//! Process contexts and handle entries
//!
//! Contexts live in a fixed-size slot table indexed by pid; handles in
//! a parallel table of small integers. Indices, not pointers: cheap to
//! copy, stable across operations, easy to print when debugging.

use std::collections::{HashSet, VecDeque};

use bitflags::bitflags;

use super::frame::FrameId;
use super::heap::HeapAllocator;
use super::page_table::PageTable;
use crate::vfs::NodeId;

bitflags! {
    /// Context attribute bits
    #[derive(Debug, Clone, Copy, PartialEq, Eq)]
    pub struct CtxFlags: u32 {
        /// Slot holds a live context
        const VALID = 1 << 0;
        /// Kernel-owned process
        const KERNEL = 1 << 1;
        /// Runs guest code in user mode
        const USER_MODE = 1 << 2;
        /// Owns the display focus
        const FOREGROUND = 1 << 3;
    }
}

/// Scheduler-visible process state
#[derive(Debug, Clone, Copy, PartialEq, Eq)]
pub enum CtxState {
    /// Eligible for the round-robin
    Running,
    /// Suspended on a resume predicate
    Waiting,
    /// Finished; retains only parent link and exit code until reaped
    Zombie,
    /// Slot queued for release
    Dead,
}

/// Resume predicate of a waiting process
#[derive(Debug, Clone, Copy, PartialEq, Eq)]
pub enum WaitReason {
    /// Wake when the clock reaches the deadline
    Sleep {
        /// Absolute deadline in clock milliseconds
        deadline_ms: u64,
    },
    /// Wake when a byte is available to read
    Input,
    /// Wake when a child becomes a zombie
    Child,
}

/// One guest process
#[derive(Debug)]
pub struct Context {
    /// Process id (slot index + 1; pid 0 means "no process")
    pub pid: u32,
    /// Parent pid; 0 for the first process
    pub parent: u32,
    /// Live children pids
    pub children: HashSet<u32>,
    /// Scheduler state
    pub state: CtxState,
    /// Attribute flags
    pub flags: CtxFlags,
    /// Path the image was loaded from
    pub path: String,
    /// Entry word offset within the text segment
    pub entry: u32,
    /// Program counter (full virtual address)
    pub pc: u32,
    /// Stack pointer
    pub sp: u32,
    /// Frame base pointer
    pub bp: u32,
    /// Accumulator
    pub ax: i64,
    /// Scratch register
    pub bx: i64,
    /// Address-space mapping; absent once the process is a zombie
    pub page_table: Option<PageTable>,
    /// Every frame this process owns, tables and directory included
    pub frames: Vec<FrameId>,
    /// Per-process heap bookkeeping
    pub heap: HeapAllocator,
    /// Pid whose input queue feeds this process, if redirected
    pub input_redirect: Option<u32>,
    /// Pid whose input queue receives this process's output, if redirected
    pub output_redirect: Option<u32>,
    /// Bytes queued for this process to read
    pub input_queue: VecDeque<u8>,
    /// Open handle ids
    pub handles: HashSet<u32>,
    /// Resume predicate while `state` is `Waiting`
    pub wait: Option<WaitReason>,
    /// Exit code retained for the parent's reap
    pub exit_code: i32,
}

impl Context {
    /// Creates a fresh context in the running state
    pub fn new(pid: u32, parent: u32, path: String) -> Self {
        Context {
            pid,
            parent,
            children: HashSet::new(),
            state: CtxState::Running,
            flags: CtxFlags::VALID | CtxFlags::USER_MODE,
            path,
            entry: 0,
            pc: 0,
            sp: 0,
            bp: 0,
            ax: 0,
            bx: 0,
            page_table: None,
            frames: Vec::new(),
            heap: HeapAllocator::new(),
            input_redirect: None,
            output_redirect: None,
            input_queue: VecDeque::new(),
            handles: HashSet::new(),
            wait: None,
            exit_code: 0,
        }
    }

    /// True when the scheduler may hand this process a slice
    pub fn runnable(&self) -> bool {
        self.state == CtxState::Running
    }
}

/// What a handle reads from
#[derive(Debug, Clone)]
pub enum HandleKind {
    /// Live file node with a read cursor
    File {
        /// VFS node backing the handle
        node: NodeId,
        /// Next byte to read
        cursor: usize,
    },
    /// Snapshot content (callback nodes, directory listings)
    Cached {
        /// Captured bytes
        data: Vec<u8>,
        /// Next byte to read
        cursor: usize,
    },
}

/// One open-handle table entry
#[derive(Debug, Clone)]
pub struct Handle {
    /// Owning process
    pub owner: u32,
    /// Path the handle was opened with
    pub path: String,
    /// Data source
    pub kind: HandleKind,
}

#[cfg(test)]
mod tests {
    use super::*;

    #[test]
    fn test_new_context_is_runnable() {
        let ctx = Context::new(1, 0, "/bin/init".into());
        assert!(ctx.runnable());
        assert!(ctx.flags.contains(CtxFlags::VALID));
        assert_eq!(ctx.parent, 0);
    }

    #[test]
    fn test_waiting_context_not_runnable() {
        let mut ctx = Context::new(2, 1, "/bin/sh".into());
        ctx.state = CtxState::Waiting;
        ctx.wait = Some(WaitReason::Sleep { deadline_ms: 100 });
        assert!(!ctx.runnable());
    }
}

══════

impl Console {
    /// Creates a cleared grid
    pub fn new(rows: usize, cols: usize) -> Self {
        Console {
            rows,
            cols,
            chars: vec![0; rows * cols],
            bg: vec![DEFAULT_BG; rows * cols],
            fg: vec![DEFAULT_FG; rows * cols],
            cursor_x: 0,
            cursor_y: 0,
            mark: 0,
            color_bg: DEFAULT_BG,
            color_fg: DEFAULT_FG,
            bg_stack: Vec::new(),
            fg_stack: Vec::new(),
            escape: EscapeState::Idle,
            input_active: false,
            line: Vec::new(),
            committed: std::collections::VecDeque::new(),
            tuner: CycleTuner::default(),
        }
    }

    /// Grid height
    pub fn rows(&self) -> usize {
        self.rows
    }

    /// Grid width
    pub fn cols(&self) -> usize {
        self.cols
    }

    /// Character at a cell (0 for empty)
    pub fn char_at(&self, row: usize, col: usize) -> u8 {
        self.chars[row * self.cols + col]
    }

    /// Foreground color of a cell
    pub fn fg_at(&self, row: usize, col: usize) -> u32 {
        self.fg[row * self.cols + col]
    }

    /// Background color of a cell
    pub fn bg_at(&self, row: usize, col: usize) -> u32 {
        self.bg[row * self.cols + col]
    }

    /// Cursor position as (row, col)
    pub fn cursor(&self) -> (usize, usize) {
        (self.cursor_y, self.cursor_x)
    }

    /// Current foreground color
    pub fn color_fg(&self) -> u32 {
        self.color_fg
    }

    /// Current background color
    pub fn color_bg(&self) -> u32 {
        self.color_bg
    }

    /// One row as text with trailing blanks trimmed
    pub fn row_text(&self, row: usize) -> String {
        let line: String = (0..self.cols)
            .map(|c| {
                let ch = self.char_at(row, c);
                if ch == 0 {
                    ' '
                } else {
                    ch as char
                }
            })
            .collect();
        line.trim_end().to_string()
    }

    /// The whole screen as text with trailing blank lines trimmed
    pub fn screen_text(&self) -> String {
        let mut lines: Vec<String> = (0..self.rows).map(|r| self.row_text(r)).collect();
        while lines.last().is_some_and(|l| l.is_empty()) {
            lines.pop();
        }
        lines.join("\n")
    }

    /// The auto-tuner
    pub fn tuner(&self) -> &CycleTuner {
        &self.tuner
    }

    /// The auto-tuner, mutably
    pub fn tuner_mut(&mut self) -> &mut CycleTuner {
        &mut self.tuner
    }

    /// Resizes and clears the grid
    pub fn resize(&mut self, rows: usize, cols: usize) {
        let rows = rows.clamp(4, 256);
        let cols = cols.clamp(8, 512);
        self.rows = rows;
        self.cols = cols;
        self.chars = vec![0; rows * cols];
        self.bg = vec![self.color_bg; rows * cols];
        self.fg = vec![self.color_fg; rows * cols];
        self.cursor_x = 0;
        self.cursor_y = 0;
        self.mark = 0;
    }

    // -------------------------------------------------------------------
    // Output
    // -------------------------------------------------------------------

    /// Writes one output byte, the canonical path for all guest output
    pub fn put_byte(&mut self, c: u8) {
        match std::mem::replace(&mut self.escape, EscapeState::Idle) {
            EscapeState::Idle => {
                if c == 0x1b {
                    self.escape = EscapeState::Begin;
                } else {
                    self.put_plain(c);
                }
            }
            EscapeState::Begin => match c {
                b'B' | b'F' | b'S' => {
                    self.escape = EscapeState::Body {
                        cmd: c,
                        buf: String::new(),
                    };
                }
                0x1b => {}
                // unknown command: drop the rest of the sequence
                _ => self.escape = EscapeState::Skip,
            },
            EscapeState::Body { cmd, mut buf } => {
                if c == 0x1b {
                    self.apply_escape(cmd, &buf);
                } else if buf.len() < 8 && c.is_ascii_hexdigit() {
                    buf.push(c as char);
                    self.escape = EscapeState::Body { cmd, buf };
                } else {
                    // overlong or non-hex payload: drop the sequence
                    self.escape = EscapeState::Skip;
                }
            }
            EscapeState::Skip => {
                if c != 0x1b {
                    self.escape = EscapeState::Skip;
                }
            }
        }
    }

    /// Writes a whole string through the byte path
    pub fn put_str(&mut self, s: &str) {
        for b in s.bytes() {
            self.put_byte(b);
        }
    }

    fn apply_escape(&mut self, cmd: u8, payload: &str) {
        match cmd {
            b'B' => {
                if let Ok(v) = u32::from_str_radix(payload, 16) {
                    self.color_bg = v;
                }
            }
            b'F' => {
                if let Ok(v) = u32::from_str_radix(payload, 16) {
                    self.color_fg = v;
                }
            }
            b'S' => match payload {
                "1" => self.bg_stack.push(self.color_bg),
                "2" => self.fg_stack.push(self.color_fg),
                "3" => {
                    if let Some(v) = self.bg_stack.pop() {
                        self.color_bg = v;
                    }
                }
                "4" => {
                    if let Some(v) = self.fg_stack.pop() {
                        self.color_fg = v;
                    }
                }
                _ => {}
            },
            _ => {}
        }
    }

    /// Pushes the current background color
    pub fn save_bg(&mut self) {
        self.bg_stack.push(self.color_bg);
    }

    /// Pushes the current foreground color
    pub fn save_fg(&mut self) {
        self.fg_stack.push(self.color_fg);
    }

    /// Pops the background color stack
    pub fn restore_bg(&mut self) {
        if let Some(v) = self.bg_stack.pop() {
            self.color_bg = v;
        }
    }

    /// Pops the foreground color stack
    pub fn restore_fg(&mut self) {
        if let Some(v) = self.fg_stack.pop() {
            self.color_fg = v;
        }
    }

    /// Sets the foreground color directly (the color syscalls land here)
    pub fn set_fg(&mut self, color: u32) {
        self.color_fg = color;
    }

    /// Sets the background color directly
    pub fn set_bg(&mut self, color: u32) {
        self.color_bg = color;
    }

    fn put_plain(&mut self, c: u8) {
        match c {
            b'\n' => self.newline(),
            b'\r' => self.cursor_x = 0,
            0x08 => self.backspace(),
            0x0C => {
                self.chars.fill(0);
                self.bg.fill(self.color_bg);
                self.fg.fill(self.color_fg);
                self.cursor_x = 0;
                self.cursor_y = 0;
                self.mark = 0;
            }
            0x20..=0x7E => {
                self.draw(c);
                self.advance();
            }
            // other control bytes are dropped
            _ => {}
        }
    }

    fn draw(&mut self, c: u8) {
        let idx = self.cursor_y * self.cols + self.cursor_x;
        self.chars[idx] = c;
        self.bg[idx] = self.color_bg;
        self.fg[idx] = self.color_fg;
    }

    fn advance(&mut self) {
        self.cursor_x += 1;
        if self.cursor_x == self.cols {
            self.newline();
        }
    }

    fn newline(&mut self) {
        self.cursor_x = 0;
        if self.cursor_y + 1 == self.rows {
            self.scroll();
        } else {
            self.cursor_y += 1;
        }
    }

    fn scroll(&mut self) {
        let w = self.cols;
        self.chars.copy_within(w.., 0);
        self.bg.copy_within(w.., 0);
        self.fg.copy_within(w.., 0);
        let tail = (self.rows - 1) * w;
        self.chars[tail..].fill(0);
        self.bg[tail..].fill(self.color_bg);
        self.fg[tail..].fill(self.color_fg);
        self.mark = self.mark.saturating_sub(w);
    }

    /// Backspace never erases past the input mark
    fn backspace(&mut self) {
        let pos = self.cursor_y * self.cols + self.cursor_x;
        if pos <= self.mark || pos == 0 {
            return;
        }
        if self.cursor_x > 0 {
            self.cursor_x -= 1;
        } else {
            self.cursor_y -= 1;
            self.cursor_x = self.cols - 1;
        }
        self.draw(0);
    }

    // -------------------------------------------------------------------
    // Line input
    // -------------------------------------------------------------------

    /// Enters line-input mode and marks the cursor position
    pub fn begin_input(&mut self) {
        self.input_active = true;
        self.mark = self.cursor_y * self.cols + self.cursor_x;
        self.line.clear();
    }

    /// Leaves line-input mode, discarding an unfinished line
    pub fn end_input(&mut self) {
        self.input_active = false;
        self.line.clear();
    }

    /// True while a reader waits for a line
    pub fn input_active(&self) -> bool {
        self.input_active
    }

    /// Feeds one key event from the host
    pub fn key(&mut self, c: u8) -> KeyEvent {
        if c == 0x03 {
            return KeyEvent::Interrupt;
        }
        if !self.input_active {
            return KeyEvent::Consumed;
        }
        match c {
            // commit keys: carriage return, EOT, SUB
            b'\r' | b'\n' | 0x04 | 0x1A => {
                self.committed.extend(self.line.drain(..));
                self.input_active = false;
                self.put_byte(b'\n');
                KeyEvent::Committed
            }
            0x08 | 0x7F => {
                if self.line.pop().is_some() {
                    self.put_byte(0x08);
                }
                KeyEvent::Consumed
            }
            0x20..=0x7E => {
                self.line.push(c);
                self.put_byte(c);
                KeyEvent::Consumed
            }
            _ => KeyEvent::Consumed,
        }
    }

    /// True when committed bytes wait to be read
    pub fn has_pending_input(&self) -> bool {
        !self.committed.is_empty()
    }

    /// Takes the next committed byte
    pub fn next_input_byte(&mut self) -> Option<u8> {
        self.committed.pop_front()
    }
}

══════

*TASK GOAL*.
Bring together all lines from the listing that contain the word "CtxState".

*REPLY*.
pub enum CtxState {
    pub state: CtxState,
            state: CtxState::Running,
        self.state == CtxState::Running
        ctx.state = CtxState::Waiting;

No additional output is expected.